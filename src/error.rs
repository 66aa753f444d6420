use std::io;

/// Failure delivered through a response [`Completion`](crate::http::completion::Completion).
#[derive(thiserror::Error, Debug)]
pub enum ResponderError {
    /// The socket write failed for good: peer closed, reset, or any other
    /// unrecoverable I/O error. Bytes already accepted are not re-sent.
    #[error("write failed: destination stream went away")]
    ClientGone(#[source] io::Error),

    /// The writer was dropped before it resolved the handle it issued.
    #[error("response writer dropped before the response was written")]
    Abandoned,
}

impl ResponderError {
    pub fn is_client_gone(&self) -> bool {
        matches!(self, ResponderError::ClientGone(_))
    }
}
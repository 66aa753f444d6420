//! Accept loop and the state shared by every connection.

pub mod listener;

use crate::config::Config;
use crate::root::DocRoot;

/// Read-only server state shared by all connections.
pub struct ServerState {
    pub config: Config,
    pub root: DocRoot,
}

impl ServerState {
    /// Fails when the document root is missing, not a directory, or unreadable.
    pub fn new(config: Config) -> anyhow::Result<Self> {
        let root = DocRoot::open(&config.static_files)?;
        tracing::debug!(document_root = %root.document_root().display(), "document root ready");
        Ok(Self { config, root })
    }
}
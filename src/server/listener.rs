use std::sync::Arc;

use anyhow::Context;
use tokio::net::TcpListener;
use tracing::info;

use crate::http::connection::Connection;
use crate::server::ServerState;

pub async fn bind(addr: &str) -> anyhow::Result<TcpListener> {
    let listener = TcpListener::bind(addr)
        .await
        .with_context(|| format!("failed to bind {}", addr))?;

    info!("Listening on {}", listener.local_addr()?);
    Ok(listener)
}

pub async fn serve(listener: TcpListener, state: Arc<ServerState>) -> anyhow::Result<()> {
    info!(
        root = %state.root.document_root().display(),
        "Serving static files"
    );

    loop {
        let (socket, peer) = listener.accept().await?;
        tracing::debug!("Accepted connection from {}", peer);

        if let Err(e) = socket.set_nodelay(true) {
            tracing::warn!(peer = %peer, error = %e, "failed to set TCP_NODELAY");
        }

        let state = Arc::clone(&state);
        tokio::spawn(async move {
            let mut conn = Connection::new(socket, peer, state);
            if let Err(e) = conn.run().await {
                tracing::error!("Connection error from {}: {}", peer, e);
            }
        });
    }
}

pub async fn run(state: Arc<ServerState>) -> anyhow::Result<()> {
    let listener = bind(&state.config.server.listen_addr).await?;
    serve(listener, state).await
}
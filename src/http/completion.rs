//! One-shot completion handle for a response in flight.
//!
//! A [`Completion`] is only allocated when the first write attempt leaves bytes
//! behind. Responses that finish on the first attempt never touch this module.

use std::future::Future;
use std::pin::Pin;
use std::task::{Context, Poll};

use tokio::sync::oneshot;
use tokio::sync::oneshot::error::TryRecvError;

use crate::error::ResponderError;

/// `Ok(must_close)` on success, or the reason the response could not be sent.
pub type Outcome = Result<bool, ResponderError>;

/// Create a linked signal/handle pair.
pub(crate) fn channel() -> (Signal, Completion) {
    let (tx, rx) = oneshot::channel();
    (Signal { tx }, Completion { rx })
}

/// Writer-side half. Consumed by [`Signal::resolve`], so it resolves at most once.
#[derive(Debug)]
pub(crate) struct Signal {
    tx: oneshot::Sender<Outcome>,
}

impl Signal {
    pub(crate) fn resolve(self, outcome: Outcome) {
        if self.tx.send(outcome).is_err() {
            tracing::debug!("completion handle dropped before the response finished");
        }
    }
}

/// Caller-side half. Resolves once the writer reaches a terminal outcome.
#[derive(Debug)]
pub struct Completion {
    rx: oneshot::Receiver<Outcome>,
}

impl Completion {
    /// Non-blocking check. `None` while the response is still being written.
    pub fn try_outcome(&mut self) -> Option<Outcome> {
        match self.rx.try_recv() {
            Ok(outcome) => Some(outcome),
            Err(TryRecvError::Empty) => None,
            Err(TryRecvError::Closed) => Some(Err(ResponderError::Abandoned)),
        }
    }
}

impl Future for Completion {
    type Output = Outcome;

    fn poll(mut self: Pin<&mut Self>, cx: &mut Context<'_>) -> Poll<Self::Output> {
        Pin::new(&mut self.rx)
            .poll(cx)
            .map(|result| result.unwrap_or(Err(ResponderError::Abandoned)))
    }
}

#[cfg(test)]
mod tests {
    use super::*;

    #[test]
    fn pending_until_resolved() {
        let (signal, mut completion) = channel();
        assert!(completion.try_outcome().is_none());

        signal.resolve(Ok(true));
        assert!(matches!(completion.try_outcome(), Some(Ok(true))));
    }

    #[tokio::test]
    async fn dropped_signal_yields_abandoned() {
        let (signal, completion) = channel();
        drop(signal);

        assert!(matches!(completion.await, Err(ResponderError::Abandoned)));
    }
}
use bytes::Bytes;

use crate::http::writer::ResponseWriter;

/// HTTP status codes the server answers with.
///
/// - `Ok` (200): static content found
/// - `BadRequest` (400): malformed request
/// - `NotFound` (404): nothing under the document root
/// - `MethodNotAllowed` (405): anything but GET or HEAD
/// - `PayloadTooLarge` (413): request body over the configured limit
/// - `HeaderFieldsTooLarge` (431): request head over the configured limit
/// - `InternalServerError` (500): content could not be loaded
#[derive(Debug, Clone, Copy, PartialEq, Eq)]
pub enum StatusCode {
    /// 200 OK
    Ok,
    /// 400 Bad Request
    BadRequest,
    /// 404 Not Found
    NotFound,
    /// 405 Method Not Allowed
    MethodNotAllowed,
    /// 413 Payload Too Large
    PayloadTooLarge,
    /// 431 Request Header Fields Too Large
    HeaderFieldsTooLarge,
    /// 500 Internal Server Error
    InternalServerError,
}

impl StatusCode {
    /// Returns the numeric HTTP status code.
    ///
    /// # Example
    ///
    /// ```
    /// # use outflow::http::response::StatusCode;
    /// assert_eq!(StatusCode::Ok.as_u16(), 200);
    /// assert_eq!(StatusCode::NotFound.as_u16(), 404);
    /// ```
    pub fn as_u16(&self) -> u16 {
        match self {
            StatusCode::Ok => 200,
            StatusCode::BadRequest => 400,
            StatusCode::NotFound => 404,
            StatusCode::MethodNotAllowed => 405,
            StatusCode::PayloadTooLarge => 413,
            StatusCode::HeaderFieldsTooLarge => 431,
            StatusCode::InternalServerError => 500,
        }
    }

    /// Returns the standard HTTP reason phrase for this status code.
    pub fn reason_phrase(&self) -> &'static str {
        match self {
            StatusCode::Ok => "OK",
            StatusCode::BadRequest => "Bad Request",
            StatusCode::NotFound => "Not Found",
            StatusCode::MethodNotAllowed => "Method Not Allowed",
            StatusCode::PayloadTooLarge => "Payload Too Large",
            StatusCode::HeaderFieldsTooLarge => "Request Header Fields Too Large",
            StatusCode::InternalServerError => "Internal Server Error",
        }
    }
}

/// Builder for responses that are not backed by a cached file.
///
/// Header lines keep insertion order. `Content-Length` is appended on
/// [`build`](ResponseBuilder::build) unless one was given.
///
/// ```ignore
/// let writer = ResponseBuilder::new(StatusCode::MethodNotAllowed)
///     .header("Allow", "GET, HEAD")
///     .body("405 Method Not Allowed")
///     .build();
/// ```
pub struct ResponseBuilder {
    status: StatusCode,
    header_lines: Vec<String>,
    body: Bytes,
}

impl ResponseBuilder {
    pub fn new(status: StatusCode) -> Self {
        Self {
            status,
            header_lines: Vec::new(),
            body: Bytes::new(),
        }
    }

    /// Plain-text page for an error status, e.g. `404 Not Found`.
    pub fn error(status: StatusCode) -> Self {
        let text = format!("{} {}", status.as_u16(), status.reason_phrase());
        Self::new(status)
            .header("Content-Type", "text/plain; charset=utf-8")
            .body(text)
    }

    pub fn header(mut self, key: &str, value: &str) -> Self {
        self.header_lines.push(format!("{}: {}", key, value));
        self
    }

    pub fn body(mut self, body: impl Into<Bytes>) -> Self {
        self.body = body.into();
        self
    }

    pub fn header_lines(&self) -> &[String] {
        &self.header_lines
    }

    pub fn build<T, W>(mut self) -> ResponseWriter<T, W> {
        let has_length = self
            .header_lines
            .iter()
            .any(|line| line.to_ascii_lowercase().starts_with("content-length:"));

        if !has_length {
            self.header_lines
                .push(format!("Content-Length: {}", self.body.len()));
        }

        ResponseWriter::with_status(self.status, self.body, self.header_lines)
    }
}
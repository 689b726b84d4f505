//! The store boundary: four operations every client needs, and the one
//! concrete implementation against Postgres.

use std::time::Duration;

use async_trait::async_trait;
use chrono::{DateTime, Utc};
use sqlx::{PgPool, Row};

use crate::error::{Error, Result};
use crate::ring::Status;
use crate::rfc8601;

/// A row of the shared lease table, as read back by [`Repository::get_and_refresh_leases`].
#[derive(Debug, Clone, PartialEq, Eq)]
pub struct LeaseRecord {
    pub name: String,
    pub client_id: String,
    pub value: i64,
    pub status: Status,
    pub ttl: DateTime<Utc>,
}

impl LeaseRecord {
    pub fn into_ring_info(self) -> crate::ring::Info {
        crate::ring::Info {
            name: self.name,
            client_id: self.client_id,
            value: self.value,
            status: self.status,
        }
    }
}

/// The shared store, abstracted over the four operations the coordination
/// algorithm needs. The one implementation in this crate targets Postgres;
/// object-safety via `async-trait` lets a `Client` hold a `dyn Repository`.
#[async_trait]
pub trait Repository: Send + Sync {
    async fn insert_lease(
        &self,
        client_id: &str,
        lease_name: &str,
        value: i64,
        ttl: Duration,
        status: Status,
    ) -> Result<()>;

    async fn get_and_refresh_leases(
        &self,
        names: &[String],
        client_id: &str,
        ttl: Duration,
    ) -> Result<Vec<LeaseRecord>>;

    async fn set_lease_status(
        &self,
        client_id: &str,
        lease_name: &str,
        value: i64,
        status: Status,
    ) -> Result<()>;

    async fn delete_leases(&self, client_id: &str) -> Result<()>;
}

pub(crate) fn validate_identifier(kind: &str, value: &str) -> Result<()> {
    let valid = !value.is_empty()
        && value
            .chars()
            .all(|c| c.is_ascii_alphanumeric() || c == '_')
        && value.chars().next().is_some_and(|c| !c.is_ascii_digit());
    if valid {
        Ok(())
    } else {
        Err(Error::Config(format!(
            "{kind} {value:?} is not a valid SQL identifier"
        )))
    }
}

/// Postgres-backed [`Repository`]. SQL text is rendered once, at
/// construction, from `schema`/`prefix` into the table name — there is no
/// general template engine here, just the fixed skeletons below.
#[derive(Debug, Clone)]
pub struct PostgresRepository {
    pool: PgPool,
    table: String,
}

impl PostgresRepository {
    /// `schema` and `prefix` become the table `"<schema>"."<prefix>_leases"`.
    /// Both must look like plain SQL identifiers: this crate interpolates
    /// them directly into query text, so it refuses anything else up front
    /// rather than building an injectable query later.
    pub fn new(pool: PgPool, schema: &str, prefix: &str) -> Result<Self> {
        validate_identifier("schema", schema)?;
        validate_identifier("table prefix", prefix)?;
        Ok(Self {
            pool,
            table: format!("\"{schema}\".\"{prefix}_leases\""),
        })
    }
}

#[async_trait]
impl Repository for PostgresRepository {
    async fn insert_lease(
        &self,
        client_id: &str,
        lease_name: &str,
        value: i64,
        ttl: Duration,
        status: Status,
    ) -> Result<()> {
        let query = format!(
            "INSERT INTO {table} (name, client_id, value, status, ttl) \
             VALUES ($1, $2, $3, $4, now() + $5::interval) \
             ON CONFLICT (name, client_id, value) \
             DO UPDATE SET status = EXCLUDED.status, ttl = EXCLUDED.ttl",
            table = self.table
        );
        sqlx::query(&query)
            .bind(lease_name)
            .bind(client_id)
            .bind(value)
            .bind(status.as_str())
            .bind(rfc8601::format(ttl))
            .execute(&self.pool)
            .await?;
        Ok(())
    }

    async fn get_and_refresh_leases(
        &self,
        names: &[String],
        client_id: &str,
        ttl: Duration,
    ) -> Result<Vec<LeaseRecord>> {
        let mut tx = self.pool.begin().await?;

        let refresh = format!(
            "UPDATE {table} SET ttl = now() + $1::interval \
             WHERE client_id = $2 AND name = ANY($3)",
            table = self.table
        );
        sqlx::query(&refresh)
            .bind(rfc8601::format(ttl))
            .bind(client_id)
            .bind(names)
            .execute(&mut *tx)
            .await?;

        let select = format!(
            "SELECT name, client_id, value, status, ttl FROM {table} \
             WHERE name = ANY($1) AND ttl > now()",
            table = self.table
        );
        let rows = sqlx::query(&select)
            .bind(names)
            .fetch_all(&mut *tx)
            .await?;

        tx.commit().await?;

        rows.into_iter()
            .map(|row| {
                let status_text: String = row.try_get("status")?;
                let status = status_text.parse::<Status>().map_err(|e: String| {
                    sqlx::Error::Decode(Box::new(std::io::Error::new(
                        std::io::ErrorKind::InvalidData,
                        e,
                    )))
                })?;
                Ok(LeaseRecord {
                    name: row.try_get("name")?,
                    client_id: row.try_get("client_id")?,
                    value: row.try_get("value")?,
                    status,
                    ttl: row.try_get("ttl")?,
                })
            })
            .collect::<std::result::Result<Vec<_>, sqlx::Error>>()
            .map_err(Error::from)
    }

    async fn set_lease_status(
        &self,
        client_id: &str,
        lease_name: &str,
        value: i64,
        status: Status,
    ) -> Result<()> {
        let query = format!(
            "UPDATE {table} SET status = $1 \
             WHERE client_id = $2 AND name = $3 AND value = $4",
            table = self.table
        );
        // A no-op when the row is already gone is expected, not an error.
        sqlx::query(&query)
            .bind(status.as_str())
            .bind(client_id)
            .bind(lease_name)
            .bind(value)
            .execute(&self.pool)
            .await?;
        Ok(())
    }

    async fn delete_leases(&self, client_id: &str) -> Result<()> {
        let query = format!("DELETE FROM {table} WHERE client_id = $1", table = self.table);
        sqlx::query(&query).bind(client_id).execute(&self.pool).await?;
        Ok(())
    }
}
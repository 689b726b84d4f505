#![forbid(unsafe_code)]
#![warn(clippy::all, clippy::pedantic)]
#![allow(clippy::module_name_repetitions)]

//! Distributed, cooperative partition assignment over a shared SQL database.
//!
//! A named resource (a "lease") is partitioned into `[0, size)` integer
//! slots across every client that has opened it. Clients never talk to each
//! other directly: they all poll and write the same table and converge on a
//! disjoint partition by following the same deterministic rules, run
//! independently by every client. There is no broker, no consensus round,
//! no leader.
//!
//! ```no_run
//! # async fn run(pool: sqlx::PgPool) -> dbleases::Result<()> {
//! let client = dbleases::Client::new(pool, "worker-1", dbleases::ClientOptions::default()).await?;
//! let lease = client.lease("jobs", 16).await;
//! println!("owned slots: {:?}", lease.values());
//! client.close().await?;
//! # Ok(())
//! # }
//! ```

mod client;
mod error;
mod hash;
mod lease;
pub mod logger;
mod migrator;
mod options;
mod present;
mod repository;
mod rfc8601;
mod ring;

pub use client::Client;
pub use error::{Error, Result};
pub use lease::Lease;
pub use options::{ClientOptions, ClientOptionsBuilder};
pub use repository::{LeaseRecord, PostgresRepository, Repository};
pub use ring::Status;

■ ■ ■ ■

• [What you will do]
Given the data above, transcribe exactly the lines from the one containing "head over the configured limit" down to the one containing "this status code.", and no others.

• [Your solution]
/// - `HeaderFieldsTooLarge` (431): request head over the configured limit
/// - `InternalServerError` (500): content could not be loaded
#[derive(Debug, Clone, Copy, PartialEq, Eq)]
pub enum StatusCode {
    /// 200 OK
    Ok,
    /// 400 Bad Request
    BadRequest,
    /// 404 Not Found
    NotFound,
    /// 405 Method Not Allowed
    MethodNotAllowed,
    /// 413 Payload Too Large
    PayloadTooLarge,
    /// 431 Request Header Fields Too Large
    HeaderFieldsTooLarge,
    /// 500 Internal Server Error
    InternalServerError,
}

impl StatusCode {
    /// Returns the numeric HTTP status code.
    ///
    /// # Example
    ///
    /// ```
    /// # use outflow::http::response::StatusCode;
    /// assert_eq!(StatusCode::Ok.as_u16(), 200);
    /// assert_eq!(StatusCode::NotFound.as_u16(), 404);
    /// ```
    pub fn as_u16(&self) -> u16 {
        match self {
            StatusCode::Ok => 200,
            StatusCode::BadRequest => 400,
            StatusCode::NotFound => 404,
            StatusCode::MethodNotAllowed => 405,
            StatusCode::PayloadTooLarge => 413,
            StatusCode::HeaderFieldsTooLarge => 431,
            StatusCode::InternalServerError => 500,
        }
    }

    /// Returns the standard HTTP reason phrase for this status code.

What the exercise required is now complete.